*** Opening GIVEN RECORDS ***

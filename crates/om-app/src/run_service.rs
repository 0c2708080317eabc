//! Run execution and caching service.

use std::path::Path;

use om_beamline::{Beamline, Topology};
use om_core::timing::Timer;
use om_envelope::MomentsProgressEvent;
use om_optics::{OpticsProgressEvent, chromaticity};
use om_project::schema::BeamlineDef;
use om_results::{
    EnvelopeRecord, EnvelopeReport, HistoryPoint, ParticleRecord, RunManifest, RunReport,
    RunStore, RunType, TrackReport, TwissRecord, TwissReport,
};
use om_track::{ParticleState, TrackParam};
use tracing::info;

use crate::error::{AppError, AppResult};
use crate::lattice_compile;
use crate::progress::{IterationProgress, RunProgressEvent, RunStage};
use crate::project_service;

/// What to compute.
#[derive(Debug, Clone, PartialEq, Eq)]
pub enum RunMode {
    Twiss,
    Envelope,
    /// `turns` overrides the beamline's tracking settings
    Track { turns: Option<usize> },
}

#[derive(Debug, Clone)]
pub struct RunOptions {
    pub use_cache: bool,
    pub solver_version: String,
}

impl Default for RunOptions {
    fn default() -> Self {
        Self {
            use_cache: true,
            solver_version: env!("CARGO_PKG_VERSION").to_string(),
        }
    }
}

/// Request to execute a run.
pub struct RunRequest<'a> {
    pub project_path: &'a Path,
    pub beamline_id: &'a str,
    pub mode: RunMode,
    pub options: RunOptions,
}

#[derive(Debug, Clone, Default)]
pub struct RunTimingSummary {
    pub compile_time_s: f64,
    pub solve_time_s: f64,
    pub save_time_s: f64,
    pub load_cache_time_s: f64,
    pub total_time_s: f64,
    /// Closed-orbit or space-charge iterations
    pub iterations: usize,
    pub residual: f64,
}

/// Response from a run execution.
#[derive(Debug, Clone)]
pub struct RunResponse {
    pub run_id: String,
    pub manifest: RunManifest,
    pub report: RunReport,
    pub loaded_from_cache: bool,
    pub timing: RunTimingSummary,
}

type ProgressCallback<'a> = Option<&'a mut dyn FnMut(RunProgressEvent)>;

fn emit_progress(
    progress_cb: &mut ProgressCallback<'_>,
    mode: &RunMode,
    stage: RunStage,
    started: &Timer,
    message: Option<String>,
    iteration: Option<IterationProgress>,
) {
    if let Some(cb) = progress_cb.as_deref_mut() {
        let mut event =
            RunProgressEvent::stage(mode.clone(), stage, started.elapsed_s(), message);
        event.iteration = iteration;
        cb(event);
    }
}

/// Execute or load a run based on request.
pub fn ensure_run(request: &RunRequest) -> AppResult<RunResponse> {
    ensure_run_with_progress(request, None)
}

/// Execute or load a run and stream progress events.
pub fn ensure_run_with_progress(
    request: &RunRequest,
    mut progress_cb: ProgressCallback<'_>,
) -> AppResult<RunResponse> {
    let started = Timer::start("run");
    let mode = &request.mode;
    let mut timing = RunTimingSummary::default();

    emit_progress(
        &mut progress_cb,
        mode,
        RunStage::LoadingProject,
        &started,
        Some("Loading project".to_string()),
        None,
    );
    let project = project_service::load_project(request.project_path)?;
    let def = project_service::get_beamline(&project, request.beamline_id)?;

    emit_progress(
        &mut progress_cb,
        mode,
        RunStage::CheckingCache,
        &started,
        Some("Checking run cache".to_string()),
        None,
    );
    let run_type = match mode {
        RunMode::Twiss => RunType::Twiss,
        RunMode::Envelope => RunType::Envelope,
        RunMode::Track { turns } => RunType::Track {
            turns: turns.unwrap_or(def.settings.tracking.turns),
        },
    };
    let run_id = om_results::compute_run_id(def, &run_type, &request.options.solver_version)?;
    let store = RunStore::for_project(request.project_path)?;

    if request.options.use_cache && store.has_run(&run_id) {
        emit_progress(
            &mut progress_cb,
            mode,
            RunStage::LoadingCachedResult,
            &started,
            Some("Loading cached run".to_string()),
            None,
        );
        let load = Timer::start("load_cache");
        let manifest = store.load_manifest(&run_id)?;
        let report = store.load_report(&run_id)?;
        timing.load_cache_time_s = load.stop();
        timing.total_time_s = started.elapsed_s();
        emit_progress(
            &mut progress_cb,
            mode,
            RunStage::Completed,
            &started,
            None,
            None,
        );
        return Ok(RunResponse {
            run_id,
            manifest,
            report,
            loaded_from_cache: true,
            timing,
        });
    }

    emit_progress(
        &mut progress_cb,
        mode,
        RunStage::CompilingLattice,
        &started,
        Some(format!("Compiling beamline '{}'", def.id)),
        None,
    );
    let compile = Timer::start("compile");
    let beamline = lattice_compile::compile_beamline(def)?;
    timing.compile_time_s = compile.stop();

    let solve = Timer::start("solve");
    let report = match &run_type {
        RunType::Twiss => {
            emit_progress(
                &mut progress_cb,
                mode,
                RunStage::SolvingOptics,
                &started,
                None,
                None,
            );
            let report = run_twiss(def, &beamline, &mut |event| {
                let iteration = match event {
                    OpticsProgressEvent::StageEntered { stage } => IterationProgress {
                        stage: Some(stage.as_str().to_string()),
                        ..IterationProgress::default()
                    },
                    OpticsProgressEvent::OrbitIteration {
                        iteration,
                        residual,
                    }
                    | OpticsProgressEvent::Converged {
                        iterations: iteration,
                        residual,
                    } => IterationProgress {
                        iteration: Some(iteration),
                        residual: Some(residual),
                        stage: None,
                    },
                };
                emit_progress(
                    &mut progress_cb,
                    mode,
                    RunStage::SolvingOptics,
                    &started,
                    None,
                    Some(iteration),
                );
            })?;
            timing.iterations = report.iterations;
            timing.residual = report.residual;
            RunReport::Twiss(report)
        }
        RunType::Envelope => {
            emit_progress(
                &mut progress_cb,
                mode,
                RunStage::PropagatingEnvelope,
                &started,
                None,
                None,
            );
            let report = run_envelope(def, &beamline, &mut |event| {
                let iteration = match event {
                    MomentsProgressEvent::Baseline => IterationProgress {
                        stage: Some("baseline".to_string()),
                        ..IterationProgress::default()
                    },
                    MomentsProgressEvent::Iteration {
                        iteration,
                        residual,
                    }
                    | MomentsProgressEvent::Converged {
                        iterations: iteration,
                        residual,
                    } => IterationProgress {
                        iteration: Some(iteration),
                        residual: Some(residual),
                        stage: None,
                    },
                };
                emit_progress(
                    &mut progress_cb,
                    mode,
                    RunStage::PropagatingEnvelope,
                    &started,
                    None,
                    Some(iteration),
                );
            })?;
            timing.iterations = report.iterations;
            timing.residual = report.residual;
            RunReport::Envelope(report)
        }
        RunType::Track { turns } => {
            emit_progress(
                &mut progress_cb,
                mode,
                RunStage::Tracking,
                &started,
                Some(format!("Tracking {turns} turns")),
                None,
            );
            RunReport::Track(run_track(def, &beamline, *turns)?)
        }
    };
    timing.solve_time_s = solve.stop();

    emit_progress(
        &mut progress_cb,
        mode,
        RunStage::SavingResults,
        &started,
        None,
        None,
    );
    let save = Timer::start("save");
    let manifest = RunManifest::new(
        run_id.clone(),
        def.id.clone(),
        run_type,
        request.options.solver_version.clone(),
    );
    store.save_run(&manifest, &report)?;
    timing.save_time_s = save.stop();
    timing.total_time_s = started.elapsed_s();

    info!(
        run_id = %run_id,
        beamline = %def.id,
        kind = manifest.run_type.label(),
        total_s = timing.total_time_s,
        "run completed"
    );
    emit_progress(
        &mut progress_cb,
        mode,
        RunStage::Completed,
        &started,
        None,
        None,
    );

    Ok(RunResponse {
        run_id,
        manifest,
        report,
        loaded_from_cache: false,
        timing,
    })
}

/// Name of the element ending at boundary `index` ("START" for 0).
fn boundary_name(beamline: &Beamline, index: usize) -> String {
    index
        .checked_sub(1)
        .and_then(|i| beamline.elements().get(i))
        .map_or_else(|| "START".to_string(), |e| e.name.clone())
}

fn run_twiss(
    def: &BeamlineDef,
    beamline: &Beamline,
    progress: &mut dyn FnMut(OpticsProgressEvent),
) -> AppResult<TwissReport> {
    let settings = &def.settings.optics;
    let config = lattice_compile::optics_config(settings);
    let solution = om_optics::solve_with_progress(beamline, &config, progress)?;

    let chroma = match settings.chromaticity_step {
        Some(step) if beamline.topology() == Topology::Ring => {
            Some(chromaticity(beamline, &config, step)?)
        }
        _ => None,
    };

    let records = solution
        .twiss
        .iter()
        .zip(&solution.orbit)
        .enumerate()
        .map(|(i, (t, orbit))| TwissRecord {
            element: boundary_name(beamline, i),
            s_m: t.s,
            beta_x_m: t.beta_x,
            alpha_x: t.alpha_x,
            beta_y_m: t.beta_y,
            alpha_y: t.alpha_y,
            disp_x_m: t.disp_x,
            disp_px: t.disp_px,
            disp_y_m: t.disp_y,
            disp_py: t.disp_py,
            mu_x: t.mu_x,
            mu_y: t.mu_y,
            orbit: [orbit[0], orbit[1], orbit[2], orbit[3], orbit[4], orbit[5]],
        })
        .collect();

    Ok(TwissReport {
        qx: solution.tunes.map(|t| t.qx),
        qy: solution.tunes.map(|t| t.qy),
        qs: solution.tunes.and_then(|t| t.qs),
        xi_x: chroma.map(|c| c.xi_x),
        xi_y: chroma.map(|c| c.xi_y),
        coupled: solution.coupled,
        iterations: solution.iterations,
        residual: solution.residual,
        records,
    })
}

fn run_envelope(
    def: &BeamlineDef,
    beamline: &Beamline,
    progress: &mut dyn FnMut(MomentsProgressEvent),
) -> AppResult<EnvelopeReport> {
    let env = def.settings.envelope.as_ref().ok_or_else(|| {
        AppError::InvalidInput(format!(
            "beamline '{}' has no envelope settings",
            def.id
        ))
    })?;
    let sigma0 = lattice_compile::initial_sigma(env);
    let config = lattice_compile::moments_config(env);
    let solution = om_envelope::propagate_with_progress(beamline, &sigma0, &config, progress)?;

    let records = solution
        .envelope
        .iter()
        .enumerate()
        .map(|(i, p)| EnvelopeRecord {
            element: boundary_name(beamline, i),
            s_m: p.s,
            sigma_x_m: p.sigma_x,
            sigma_y_m: p.sigma_y,
            sigma_z_m: p.sigma_z,
            emittance_x_m: p.emittance_x,
            emittance_y_m: p.emittance_y,
            emittance_z_m: p.emittance_z,
        })
        .collect();

    Ok(EnvelopeReport {
        space_charge: solution.space_charge,
        iterations: solution.iterations,
        residual: solution.residual,
        records,
    })
}

fn coords(p: &TrackParam) -> [f64; 6] {
    let c = &p.coords;
    [c[0], c[1], c[2], c[3], c[4], c[5]]
}

fn run_track(def: &BeamlineDef, beamline: &Beamline, turns: usize) -> AppResult<TrackReport> {
    let tracking = &def.settings.tracking;
    let particles = lattice_compile::initial_particles(tracking);
    if particles.is_empty() {
        return Err(AppError::InvalidInput(format!(
            "beamline '{}' has no particles to track",
            def.id
        )));
    }
    let config = lattice_compile::track_config(tracking);
    let result = om_track::track(beamline, &particles, turns, &config)?;

    let records = result
        .particles
        .iter()
        .zip(&result.history)
        .enumerate()
        .map(|(index, (p, history))| {
            let (lost_element_index, lost_turn, loss_reason) = match p.state {
                ParticleState::Alive => (None, None, None),
                ParticleState::Lost {
                    element_index,
                    turn,
                    reason,
                } => (
                    Some(element_index),
                    Some(turn),
                    Some(reason.as_str().to_string()),
                ),
            };
            ParticleRecord {
                index,
                coords: coords(p),
                turn: p.turn,
                alive: p.is_alive(),
                lost_element: lost_element_index
                    .and_then(|i| beamline.elements().get(i))
                    .map(|e| e.name.clone()),
                lost_element_index,
                lost_turn,
                loss_reason,
                history: history
                    .iter()
                    .map(|h| HistoryPoint {
                        turn: h.turn,
                        coords: coords(h),
                    })
                    .collect(),
            }
        })
        .collect();

    Ok(TrackReport {
        turns,
        fast: config.fast,
        particles: records,
    })
}

/// List stored runs of a project, optionally for one beamline.
pub fn list_runs(project_path: &Path, beamline_id: Option<&str>) -> AppResult<Vec<RunManifest>> {
    let store = RunStore::for_project(project_path)?;
    Ok(match beamline_id {
        Some(id) => store.list_runs(id)?,
        None => store.list_all_runs()?,
    })
}

/// Load a stored run.
pub fn load_run(project_path: &Path, run_id: &str) -> AppResult<(RunManifest, RunReport)> {
    let store = RunStore::for_project(project_path)?;
    let manifest = store.load_manifest(run_id)?;
    let report = store.load_report(run_id)?;
    Ok((manifest, report))
}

*** Closing GIVEN RECORDS ***

> TASK GOAL
Copying word for word, give each line of the data above from the first one through the line containing "use tracing::info;", and nothing else.

> SOLUTION TO THIS EXERCISE
filename crates/om-app/src/run_service.rs
repository 0c2708080317eabc
//! Run execution and caching service.

use std::path::Path;

use om_beamline::{Beamline, Topology};
use om_core::timing::Timer;
use om_envelope::MomentsProgressEvent;
use om_optics::{OpticsProgressEvent, chromaticity};
use om_project::schema::BeamlineDef;
use om_results::{
    EnvelopeRecord, EnvelopeReport, HistoryPoint, ParticleRecord, RunManifest, RunReport,
    RunStore, RunType, TrackReport, TwissRecord, TwissReport,
};
use om_track::{ParticleState, TrackParam};
use tracing::info;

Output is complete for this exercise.